Kisah

Sokushinbutsu, Tradisi Pengawetan Mayat ala Jepang

MATA INDONESIA, JAKARTA – Jika kita berbicara pengawetan mayat manusia atau mummi, kita langsung tertuju ke Mesir. Tapi tahukah Anda jika di Asia, tepatnya di Jepang juga terdapat juga proses kuno pembuatan mumi juga lho.

Pengawetan mumi tersebut bernama Sokushinbutsu, yang dibuat khusus untuk para biksu yang tersebar di daerah utara Jepang, tepatnya di Yamagata. Sokushinbutsu merupakan salah satu budaya Jepang yang dapat dikatakan unik sekaligus mengandung misteri.
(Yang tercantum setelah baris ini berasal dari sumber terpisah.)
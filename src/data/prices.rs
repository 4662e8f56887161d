use std::{collections::BTreeSet, path::Path, sync::Arc};

use chrono::NaiveDate;
use polars::{
    frame::DataFrame,
    prelude::{
        Column, DataType, Field, LazyCsvReader, LazyFileListReader, PlPath, Schema, SchemaRef,
    },
};
use serde::{Deserialize, Serialize};
use strum::{Display, EnumIter, EnumString, IntoEnumIterator, IntoStaticStr};
use tracing::warn;

use crate::{
    data::{
        allocation::AllocationSet,
        domain::{Country, InstrumentId, Weight},
    },
    error::{FolioError, FolioResult, InputError, IoError},
    impl_col_name,
    report::{
        io::{Report, ReportName, ToSchema},
        polars_ext::{DataFrameExt, date_column, polars_to_folio_error},
    },
};

/// A single daily price of one instrument.
#[derive(Debug, Clone, PartialEq, Serialize, Deserialize)]
pub struct PriceObservation {
    pub instrument_id: InstrumentId,
    pub date: NaiveDate,
    pub price: f64,
}

impl PriceObservation {
    pub fn new(instrument_id: impl Into<InstrumentId>, date: NaiveDate, price: f64) -> Self {
        Self {
            instrument_id: instrument_id.into(),
            date,
            price,
        }
    }
}

// ================================================================================================
// Price Table
// ================================================================================================

/// Validated price observations for any number of instruments.
///
/// # Invariants
/// - Rows are sorted by `(instrument_id, date)` ascending.
/// - Per instrument, dates are strictly increasing (no duplicates).
/// - Every price is finite and strictly positive.
#[derive(Debug, Clone, Default, PartialEq, Serialize)]
pub struct PriceTable {
    rows: Vec<PriceObservation>,
}

impl PriceTable {
    pub fn new(observations: impl IntoIterator<Item = PriceObservation>) -> FolioResult<Self> {
        let mut rows = observations.into_iter().collect::<Vec<_>>();
        rows.sort_by(|a, b| {
            a.instrument_id
                .cmp(&b.instrument_id)
                .then(a.date.cmp(&b.date))
        });

        for row in &rows {
            if !row.price.is_finite() || row.price <= 0.0 {
                return Err(InputError::NonPositivePrice {
                    instrument: row.instrument_id.to_string(),
                    date: row.date,
                    price: row.price,
                }
                .into());
            }
        }

        for pair in rows.windows(2) {
            let (prev, curr) = (&pair[0], &pair[1]);
            if prev.instrument_id == curr.instrument_id && prev.date >= curr.date {
                return Err(InputError::UnsortedDates {
                    instrument: curr.instrument_id.to_string(),
                    previous: prev.date,
                    current: curr.date,
                }
                .into());
            }
        }

        Ok(Self { rows })
    }

    /// Reads `instrument_id,date,price` rows (ISO dates) from a CSV file with a header.
    pub fn read_csv(path: impl AsRef<Path>) -> FolioResult<Self> {
        let path = path.as_ref();
        let uri = path.to_str().ok_or_else(|| {
            IoError::FileSystem(format!(
                "Path contains invalid UTF-8 characters: {}",
                path.display()
            ))
        })?;

        let df = LazyCsvReader::new(PlPath::new(uri))
            .with_has_header(true)
            .with_schema(Some(Self::to_schema()))
            .with_try_parse_dates(true)
            .finish()
            .and_then(|lf| lf.collect())
            .map_err(|e| IoError::ReadFailed(format!("{}: {e}", path.display())))?;

        Self::try_from(&df)
    }

    /// Concatenates two tables, re-validating the combined rows.
    pub fn merge(self, other: PriceTable) -> FolioResult<Self> {
        Self::new(self.rows.into_iter().chain(other.rows))
    }

    pub fn rows(&self) -> &[PriceObservation] {
        &self.rows
    }

    pub fn len(&self) -> usize {
        self.rows.len()
    }

    pub fn is_empty(&self) -> bool {
        self.rows.is_empty()
    }

    pub fn instrument_ids(&self) -> BTreeSet<&InstrumentId> {
        self.rows.iter().map(|r| &r.instrument_id).collect()
    }

    /// The observations of one instrument, in date order.
    pub fn series<'a>(
        &'a self,
        id: &'a InstrumentId,
    ) -> impl Iterator<Item = &'a PriceObservation> + 'a {
        self.rows.iter().filter(move |r| &r.instrument_id == id)
    }

    /// Inner-joins the prices with static allocation metadata.
    ///
    /// Instruments without an allocation are dropped, as are allocations
    /// without prices; both cases are logged.
    pub fn join_allocations(&self, allocations: &AllocationSet) -> PricePanel {
        let priced = self.instrument_ids();

        for id in priced.iter().filter(|id| !allocations.contains(id)) {
            warn!(instrument = %id, "Dropping priced instrument without allocation");
        }
        for id in allocations.instrument_ids().filter(|id| !priced.contains(id)) {
            warn!(instrument = %id, "Dropping allocation without price observations");
        }

        let rows = self
            .rows
            .iter()
            .filter_map(|obs| {
                allocations.get(&obs.instrument_id).map(|a| PanelRow {
                    instrument_id: obs.instrument_id.clone(),
                    country: Some(a.country.clone()),
                    weight: a.weight,
                    date: obs.date,
                    price: obs.price,
                })
            })
            .collect();

        PricePanel { rows }
    }

    /// Treats every instrument as a standalone series with unit weight and no country.
    ///
    /// Used for the benchmark, whose returns are computed exactly like instrument returns.
    pub fn standalone(&self) -> FolioResult<PricePanel> {
        let rows = self
            .rows
            .iter()
            .map(|obs| {
                Ok(PanelRow {
                    instrument_id: obs.instrument_id.clone(),
                    country: None,
                    weight: Weight::new(&obs.instrument_id, 1.0)?,
                    date: obs.date,
                    price: obs.price,
                })
            })
            .collect::<FolioResult<Vec<_>>>()?;

        Ok(PricePanel { rows })
    }
}

impl TryFrom<&DataFrame> for PriceTable {
    type Error = FolioError;

    fn try_from(df: &DataFrame) -> FolioResult<Self> {
        let ids = df.str_values(PriceCol::InstrumentId.as_str())?;
        let dates = df.dates(PriceCol::Date.as_str())?;
        let prices = df.f64_values(PriceCol::Price.as_str())?;

        Self::new(
            ids.into_iter()
                .zip(dates)
                .zip(prices)
                .map(|((id, date), price)| PriceObservation::new(id, date, price)),
        )
    }
}

impl ReportName for PriceTable {
    fn base_name(&self) -> String {
        "prices".to_string()
    }
}

impl Report for PriceTable {
    fn to_df(&self) -> FolioResult<DataFrame> {
        let columns = vec![
            Column::new(
                PriceCol::InstrumentId.name(),
                self.rows
                    .iter()
                    .map(|r| r.instrument_id.as_str())
                    .collect::<Vec<_>>(),
            ),
            date_column(PriceCol::Date, self.rows.iter().map(|r| r.date)).map_err(convert_err)?,
            Column::new(
                PriceCol::Price.name(),
                self.rows.iter().map(|r| r.price).collect::<Vec<_>>(),
            ),
        ];
        DataFrame::new(columns).map_err(convert_err)
    }
}

impl ToSchema for PriceTable {
    fn to_schema() -> SchemaRef {
        let fields: Vec<Field> = PriceCol::iter()
            .map(|col| {
                let dtype = match col {
                    PriceCol::InstrumentId => DataType::String,
                    PriceCol::Date => DataType::Date,
                    PriceCol::Price => DataType::Float64,
                };
                Field::new(col.into(), dtype)
            })
            .collect();

        Arc::new(Schema::from_iter(fields))
    }
}

#[derive(
    Debug,
    Clone,
    Copy,
    PartialEq,
    Eq,
    Hash,
    Serialize,
    Deserialize,
    EnumString,
    Display,
    EnumIter,
    IntoStaticStr,
)]
#[strum(serialize_all = "snake_case")]
pub enum PriceCol {
    InstrumentId,
    Date,
    Price,
}
impl_col_name!(PriceCol);

// ================================================================================================
// Price Panel (prices joined with allocations)
// ================================================================================================

/// One price observation enriched with its allocation metadata.
#[derive(Debug, Clone, PartialEq, Serialize)]
pub struct PanelRow {
    pub instrument_id: InstrumentId,
    pub country: Option<Country>,
    pub weight: Weight,
    pub date: NaiveDate,
    pub price: f64,
}

/// Prices joined with allocations, sorted by `(instrument_id, date)`.
#[derive(Debug, Clone, Default, PartialEq, Serialize)]
pub struct PricePanel {
    rows: Vec<PanelRow>,
}

impl PricePanel {
    pub fn rows(&self) -> &[PanelRow] {
        &self.rows
    }

    pub fn len(&self) -> usize {
        self.rows.len()
    }

    pub fn is_empty(&self) -> bool {
        self.rows.is_empty()
    }

    pub fn instrument_count(&self) -> usize {
        self.rows
            .iter()
            .map(|r| &r.instrument_id)
            .collect::<BTreeSet<_>>()
            .len()
    }
}

impl ReportName for PricePanel {
    fn base_name(&self) -> String {
        "price_panel".to_string()
    }
}

impl Report for PricePanel {
    fn to_df(&self) -> FolioResult<DataFrame> {
        let columns = vec![
            Column::new(
                PanelCol::InstrumentId.name(),
                self.rows
                    .iter()
                    .map(|r| r.instrument_id.as_str())
                    .collect::<Vec<_>>(),
            ),
            Column::new(
                PanelCol::Country.name(),
                self.rows
                    .iter()
                    .map(|r| r.country.as_ref().map(Country::as_str))
                    .collect::<Vec<_>>(),
            ),
            Column::new(
                PanelCol::Weight.name(),
                self.rows.iter().map(|r| r.weight.value()).collect::<Vec<_>>(),
            ),
            date_column(PanelCol::Date, self.rows.iter().map(|r| r.date)).map_err(convert_err)?,
            Column::new(
                PanelCol::Price.name(),
                self.rows.iter().map(|r| r.price).collect::<Vec<_>>(),
            ),
        ];
        DataFrame::new(columns).map_err(convert_err)
    }
}

impl ToSchema for PricePanel {
    fn to_schema() -> SchemaRef {
        let fields: Vec<Field> = PanelCol::iter()
            .map(|col| {
                let dtype = match col {
                    PanelCol::InstrumentId | PanelCol::Country => DataType::String,
                    PanelCol::Date => DataType::Date,
                    PanelCol::Weight | PanelCol::Price => DataType::Float64,
                };
                Field::new(col.into(), dtype)
            })
            .collect();

        Arc::new(Schema::from_iter(fields))
    }
}

#[derive(
    Debug,
    Clone,
    Copy,
    PartialEq,
    Eq,
    Hash,
    Serialize,
    Deserialize,
    EnumString,
    Display,
    EnumIter,
    IntoStaticStr,
)]
#[strum(serialize_all = "snake_case")]
pub enum PanelCol {
    InstrumentId,
    Country,
    Weight,
    Date,
    Price,
}
impl_col_name!(PanelCol);

fn convert_err(e: polars::error::PolarsError) -> FolioError {
    polars_to_folio_error("price table", e)
}
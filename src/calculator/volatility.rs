use std::sync::Arc;

use chrono::Datelike;
use polars::{
    frame::DataFrame,
    prelude::{Column, DataType, Field, Schema, SchemaRef},
};
use serde::{Deserialize, Serialize};
use strum::{Display, EnumIter, EnumString, IntoEnumIterator, IntoStaticStr};
use tracing::{debug, instrument};

use crate::{
    calculator::{
        aggregation::{DailyReturn, instrument_daily, portfolio_daily},
        returns::ReturnTable,
        segment::aggregate_by,
    },
    data::domain::{ReturnConvention, Scope},
    error::{DataError, FolioError, FolioResult},
    impl_col_name,
    report::{
        io::{Report, ReportName, ToSchema},
        polars_ext::polars_to_folio_error,
    },
};

/// Trading days used for square-root-of-time scaling.
pub const TRADING_DAYS_PER_WEEK: f64 = 5.0;
pub const TRADING_DAYS_PER_MONTH: f64 = 21.0;
pub const TRADING_DAYS_PER_YEAR: f64 = 252.0;

/// Realized volatility of one scope within one calendar year.
///
/// `daily` is the sample standard deviation (`n - 1`) of daily log returns;
/// the other horizons scale it by `sqrt(trading days)`.
#[derive(Debug, Clone, PartialEq, Serialize)]
pub struct VolatilityRecord {
    pub scope: Scope,
    pub year: i32,
    pub observations: usize,
    pub daily: f64,
    pub weekly: f64,
    pub monthly: f64,
    pub yearly: f64,
}

impl VolatilityRecord {
    fn from_daily(scope: Scope, year: i32, observations: usize, daily: f64) -> Self {
        Self {
            scope,
            year,
            observations,
            daily,
            weekly: daily * TRADING_DAYS_PER_WEEK.sqrt(),
            monthly: daily * TRADING_DAYS_PER_MONTH.sqrt(),
            yearly: daily * TRADING_DAYS_PER_YEAR.sqrt(),
        }
    }
}

/// Per-year volatility of every instrument and of the portfolio.
#[derive(Debug, Clone, PartialEq, Serialize)]
pub struct VolatilityTable {
    rows: Vec<VolatilityRecord>,
}

impl VolatilityTable {
    /// Computes volatility from log returns, whatever the table's convention.
    ///
    /// # Errors
    /// `DataError::InsufficientData` if any (scope, year) group has fewer than
    /// two observations; no partial table is returned.
    #[instrument(skip(table), fields(records = table.len()))]
    pub fn compute(table: &ReturnTable) -> FolioResult<Self> {
        let mut daily = instrument_daily(table, ReturnConvention::Log);
        daily.extend(portfolio_daily(table, ReturnConvention::Log));

        let rows = yearly_volatility(&daily)?;
        debug!(groups = rows.len(), "Computed yearly volatility");
        Ok(Self { rows })
    }

    pub fn rows(&self) -> &[VolatilityRecord] {
        &self.rows
    }

    pub fn len(&self) -> usize {
        self.rows.len()
    }

    pub fn is_empty(&self) -> bool {
        self.rows.is_empty()
    }

    pub fn get(&self, scope: &Scope, year: i32) -> Option<&VolatilityRecord> {
        self.rows.iter().find(|r| &r.scope == scope && r.year == year)
    }
}

/// Groups daily returns by `(scope, year)` and scales their sample standard deviation.
pub fn yearly_volatility(daily: &[DailyReturn]) -> FolioResult<Vec<VolatilityRecord>> {
    aggregate_by(
        daily,
        |d| (d.scope.clone(), d.date.year()),
        |(scope, year), group| -> FolioResult<VolatilityRecord> {
            let values = group.iter().map(|d| d.value).collect::<Vec<_>>();
            let std = sample_std(&values).ok_or_else(|| DataError::InsufficientData {
                context: format!("volatility of {scope} in {year}"),
                required: 2,
                found: values.len(),
            })?;
            Ok(VolatilityRecord::from_daily(
                scope.clone(),
                *year,
                values.len(),
                std,
            ))
        },
    )
    .into_iter()
    .map(|(_, record)| record)
    .collect()
}

pub(crate) fn mean(values: &[f64]) -> Option<f64> {
    if values.is_empty() {
        return None;
    }
    Some(values.iter().sum::<f64>() / values.len() as f64)
}

/// Sample standard deviation with Bessel's correction; `None` below two values.
pub(crate) fn sample_std(values: &[f64]) -> Option<f64> {
    if values.len() < 2 {
        return None;
    }
    let m = mean(values)?;
    let sum_sq = values.iter().map(|v| (v - m).powi(2)).sum::<f64>();
    Some((sum_sq / (values.len() - 1) as f64).sqrt())
}

// ================================================================================================
// Presentation
// ================================================================================================

impl ReportName for VolatilityTable {
    fn base_name(&self) -> String {
        "volatility".to_string()
    }
}

impl Report for VolatilityTable {
    fn to_df(&self) -> FolioResult<DataFrame> {
        let rows = &self.rows;
        let columns = vec![
            Column::new(
                VolatilityCol::ScopeKind.name(),
                rows.iter().map(|r| r.scope.kind()).collect::<Vec<_>>(),
            ),
            Column::new(
                VolatilityCol::ScopeId.name(),
                rows.iter().map(|r| r.scope.id()).collect::<Vec<_>>(),
            ),
            Column::new(
                VolatilityCol::Year.name(),
                rows.iter().map(|r| r.year).collect::<Vec<_>>(),
            ),
            Column::new(
                VolatilityCol::Observations.name(),
                rows.iter()
                    .map(|r| r.observations as u32)
                    .collect::<Vec<_>>(),
            ),
            Column::new(
                VolatilityCol::DailyVol.name(),
                rows.iter().map(|r| r.daily).collect::<Vec<_>>(),
            ),
            Column::new(
                VolatilityCol::WeeklyVol.name(),
                rows.iter().map(|r| r.weekly).collect::<Vec<_>>(),
            ),
            Column::new(
                VolatilityCol::MonthlyVol.name(),
                rows.iter().map(|r| r.monthly).collect::<Vec<_>>(),
            ),
            Column::new(
                VolatilityCol::YearlyVol.name(),
                rows.iter().map(|r| r.yearly).collect::<Vec<_>>(),
            ),
        ];
        DataFrame::new(columns).map_err(convert_err)
    }
}

impl ToSchema for VolatilityTable {
    fn to_schema() -> SchemaRef {
        let fields: Vec<Field> = VolatilityCol::iter()
            .map(|col| {
                let dtype = match col {
                    VolatilityCol::ScopeKind | VolatilityCol::ScopeId => DataType::String,
                    VolatilityCol::Year => DataType::Int32,
                    VolatilityCol::Observations => DataType::UInt32,
                    VolatilityCol::DailyVol
                    | VolatilityCol::WeeklyVol
                    | VolatilityCol::MonthlyVol
                    | VolatilityCol::YearlyVol => DataType::Float64,
                };
                Field::new(col.into(), dtype)
            })
            .collect();

        Arc::new(Schema::from_iter(fields))
    }
}

#[derive(
    Debug,
    Clone,
    Copy,
    PartialEq,
    Eq,
    Hash,
    Serialize,
    Deserialize,
    EnumString,
    Display,
    EnumIter,
    IntoStaticStr,
)]
#[strum(serialize_all = "snake_case")]
pub enum VolatilityCol {
    ScopeKind,
    ScopeId,
    Year,
    Observations,
    DailyVol,
    WeeklyVol,
    MonthlyVol,
    YearlyVol,
}
impl_col_name!(VolatilityCol);

fn convert_err(e: polars::error::PolarsError) -> FolioError {
    polars_to_folio_error("volatility", e)
}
Pengembangan budaya ini khususnya tersebar di bagian utara Jepang, yang seluruhnya dipraktekkan oleh para biarawan/biarawati.

Pelaksanaan budaya Sokushinbutsu ini dilakukan berdasarkan salah satu bentuk ajaran Buddha Kuno di Jepang yang bernama Shugendo. Sebuah budaya yang dipelopori lebih dari 1000 tahun yang lalu, oleh seorang biarawan bernama Kuukai di Kompleks candi Gunung Koya, Prefektur Yamagata.

Kuukai adalah pendiri dari sekte ajaran Shingon Buddhisme atau Shugendo. Tujuan utama ajaran atau budaya ini adalah tercapainya mumifikasi yang sempurna. Para biarawan diharuskan menyiksa dirinya sendiri, mati, dan mengawetkan dirinya sendiri dalam usaha penyangkalan diri dengan tiga cara yaitu.

1. Perubahan pola makan/ diet. Para biarawan dalam jangka waktu 1000 hari/ 3 tahun diharuskan makan kacang-kacangan dan biji-bjian yang di temukan di sekitar kuil saja. Biarawan juga harus meningkatkan aktivitasnya sehari-hari guna agar lemak tubuh para biarawan terkuras habis, hingga tubuh akan terurai dengan mudah setelah kematian.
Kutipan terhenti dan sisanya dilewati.